The DVD has a great little documentary on the history of the film. I didn’t know, for instance, that Cukor directed the original stage play of Gatsby in ’26 and then got passed over for the silent film version when he couldn’t strike a deal with Famous Players Lasky. Or that (believe it or not) elegant William Powell, who plays Tom Buchanan in the Cukor version, actually played auto mechanic George Wilson in the ’26 film. Or that Cukor's version was originally planned as a casting sequel to Philadelphia Story, reuniting Cary Grant, Jimmy Stewart, Ruth Hussey and Katharine Hepburn, but Hepburn passed because she didn’t want Daisy to be at the wheel for the hit and run, and when MGM demanded that Cukor change the ending so that Gatsby lives and Daisy goes to jail, Cukor and Grant got independent financing and went hunting for a female lead. Luckily, they only had to look as far as Jimmy Stewart’s girlfriend.

The picture that used to be behind the bar at Daisy Buchanan's in Boston.
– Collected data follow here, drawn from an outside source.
// Errors surfaced by the leaderboard and admin services.

use thiserror::Error;
use tierlist_core::model::PlayerId;
use tierlist_core::roles::{AdminRole, AdminTab};

#[derive(Debug, Error)]
pub enum ServiceError {
    #[error("player {0} not found")]
    PlayerNotFound(String),

    #[error("player id {0} not found")]
    PlayerIdNotFound(PlayerId),

    #[error("application {0} not found or already reviewed")]
    ApplicationNotReviewable(i64),

    #[error("staff member {0} not found")]
    StaffNotFound(i64),

    #[error("invalid {field}: {message}")]
    InvalidInput { field: String, message: String },

    #[error("invalid secret key")]
    InvalidCredentials,

    #[error("admin session is missing or expired")]
    Unauthorized,

    #[error("the {role} role cannot access the {tab} tab")]
    Forbidden { role: AdminRole, tab: AdminTab },

    #[error("CSV error: {0}")]
    Csv(#[from] csv::Error),

    #[error(transparent)]
    Store(#[from] anyhow::Error),
}

impl ServiceError {
    pub fn invalid(field: &str, message: impl Into<String>) -> Self {
        ServiceError::InvalidInput {
            field: field.to_string(),
            message: message.into(),
        }
    }
}

pub type ServiceResult<T> = Result<T, ServiceError>;
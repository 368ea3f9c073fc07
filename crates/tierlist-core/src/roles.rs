// Admin roles and the panel tabs each role can reach.

use serde::{Deserialize, Serialize};
use std::fmt;

#[derive(Debug, Clone, Copy, PartialEq, Eq, Hash, Serialize, Deserialize)]
#[serde(rename_all = "lowercase")]
pub enum AdminRole {
    Owner,
    Admin,
    Moderator,
    Tester,
}

#[derive(Debug, Clone, Copy, PartialEq, Eq, Hash, Serialize, Deserialize)]
#[serde(rename_all = "lowercase")]
pub enum AdminTab {
    Submit,
    System,
    Analytics,
    Database,
    Users,
    Applications,
}

impl AdminRole {
    pub fn parse(s: &str) -> Option<Self> {
        match s.trim().to_ascii_lowercase().as_str() {
            "owner" => Some(AdminRole::Owner),
            "admin" => Some(AdminRole::Admin),
            "moderator" => Some(AdminRole::Moderator),
            "tester" => Some(AdminRole::Tester),
            _ => None,
        }
    }

    pub fn as_str(&self) -> &'static str {
        match self {
            AdminRole::Owner => "owner",
            AdminRole::Admin => "admin",
            AdminRole::Moderator => "moderator",
            AdminRole::Tester => "tester",
        }
    }

    /// Tabs shown in the admin panel, in display order.
    pub fn visible_tabs(&self) -> &'static [AdminTab] {
        match self {
            AdminRole::Owner => &[
                AdminTab::Submit,
                AdminTab::System,
                AdminTab::Analytics,
                AdminTab::Database,
                AdminTab::Users,
                AdminTab::Applications,
            ],
            AdminRole::Admin => &[
                AdminTab::Submit,
                AdminTab::System,
                AdminTab::Analytics,
                AdminTab::Database,
                AdminTab::Users,
            ],
            AdminRole::Moderator => &[AdminTab::Submit, AdminTab::Analytics, AdminTab::System],
            AdminRole::Tester => &[AdminTab::Submit],
        }
    }

    pub fn can_access(&self, tab: AdminTab) -> bool {
        self.visible_tabs().contains(&tab)
    }

    /// Roles an application may request or a reviewer may assign. Owner is
    /// reserved for the owner password.
    pub fn is_assignable(&self) -> bool {
        !matches!(self, AdminRole::Owner)
    }
}

impl fmt::Display for AdminRole {
    fn fmt(&self, f: &mut fmt::Formatter<'_>) -> fmt::Result {
        f.write_str(self.as_str())
    }
}

impl AdminTab {
    pub fn as_str(&self) -> &'static str {
        match self {
            AdminTab::Submit => "submit",
            AdminTab::System => "system",
            AdminTab::Analytics => "analytics",
            AdminTab::Database => "database",
            AdminTab::Users => "users",
            AdminTab::Applications => "applications",
        }
    }
}

impl fmt::Display for AdminTab {
    fn fmt(&self, f: &mut fmt::Formatter<'_>) -> fmt::Result {
        f.write_str(self.as_str())
    }
}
Gatsby is Cary Grant’s Oscar, but it's Martha Vickers' movie. She had just finished filming The Big Sleep, where she watched all her scenes cut to the bone because she was stealing the film out from under Lauren Bacall, and she was angry and hurt and had a fiercely determined “I’ll show you!” chip on her shoulder. Her screen test is lost, but there are archival interviews with people who saw it and never forgot it. Her performance in the movie is on the same level as watching Rita Hayworth in Gilda: when Vickers is on-screen, you cannot take your eyes off her. She’s warm, she’s distant, she’s wounded, she's invulnerable, and she is totally, alluringly crazy, but it’s not the babydoll-psycho craziness of Carmen Sternwood, it’s the kind of crazy that’s half-wild and the kind of wild that every guy in the world thinks that he alone can tame. The look on her face in the driving scene just before the hit and run, that sixty-second close-up of her smiling with the wind in her hair that seems to last forever until she finally licks her lower lip and you hear the thud of Myrtle's body hitting the car? If you could teach a panther how to operate a stick shift, this is how it would run over gazelles. You watch that and you think, “Wow!” and then she goes and tops it in the scene where she tells Wilson that it was Gatsby at the wheel when his wife was killed. It’s a major departure from the book -- in the novel, Tom Buchanan tells Wilson it was Gatsby -- but it works, thanks to Vickers. The look on her face when she finds out from Wilson that Gatsby was sleeping with Wilson’s wife is topped only by the look on her face when she finally says “It was Jay.” And then, when she finds out that it was Tom who was having the affair with Wilson’s wife, not Gatsby? It’s enough to make you go “Jesus, woman, whatever possessed you to marry Mickey Rooney and drop off the face of the earth for the next five years?”


"It was Jay."

Billy Wilder said it on the set, while they were filming the swimming pool scene. (It’s an open secret that Wilder got the idea for the opening of Sunset Boulevard by watching Cukor set up the shot of Gatsby’s body from the bottom of the pool; they got into a famous fist-fight over it at Ciro’s.) When Vickers wades into the pool, cradles Grant in her arms, twines her legs around his body and slowly, slowly, rolls over, and over, trying to drown herself, trying to kiss him back to life, Wilder turned to Cukor and said what every man who’s ever seen this movie has said: “Can I die next so she can do that to me?”